— Requirement —
For each line below with the word "ProcessingMode", write out a copy.

— Input records —
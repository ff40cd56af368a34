//! # Floodplain Corridor
//!
//! Valley-bottom extraction for stream networks.
//!
//! Each segment of a network is classified by upstream drainage area into
//! one of three tiers. Every tier pairs a search buffer with a slope
//! threshold; terrain inside the buffer and below the threshold becomes
//! valley bottom. The tier polygons are merged with a minimum buffer,
//! filtered to the parts that touch the network, then aggregated and
//! smoothed into one corridor polygon.
//!
//! ```ignore
//! use floodplain_corridor::prelude::*;
//!
//! let output = Pipeline::new(CorridorParams::default())
//!     .run(&dem, &mut network, DrainageAreaSource::Derive)?;
//! ```

pub mod assemble;
pub mod classify;
pub mod drainage;
pub mod engine;
pub mod error;
pub mod execution;
pub mod network;
pub mod params;
pub mod pipeline;
pub mod tiers;
pub mod validate;

pub use classify::{ClassifiedNetwork, ClassifiedSegment};
pub use drainage::{DrainageAreaCache, DrainageAreaSource};
pub use engine::{Engine, NativeEngine};
pub use error::{CorridorError, Result};
pub use execution::ProcessingMode;
pub use network::{Segment, SegmentId, StreamNetwork, DRAINAGE_AREA_FIELD};
pub use params::{
    AggregationParameters, CorridorParams, SmoothingParameters, ThresholdPolicy, TierParameters,
    TierThresholds,
};
pub use pipeline::{CancelToken, CorridorOutput, Pipeline, Stage};
pub use tiers::{Tier, TierKind, TierOutcome};

/// Prelude for convenient imports
pub mod prelude {
    pub use crate::{
        AggregationParameters, CancelToken, ClassifiedNetwork, CorridorError, CorridorOutput, CorridorParams,
        DrainageAreaCache, DrainageAreaSource, Engine, NativeEngine, Pipeline, ProcessingMode,
        SmoothingParameters, Stage, StreamNetwork, ThresholdPolicy, TierKind, TierParameters, TierThresholds,
    };
    pub use floodplain_core::prelude::*;
}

— Solution —
pub use execution::ProcessingMode;
        DrainageAreaCache, DrainageAreaSource, Engine, NativeEngine, Pipeline, ProcessingMode,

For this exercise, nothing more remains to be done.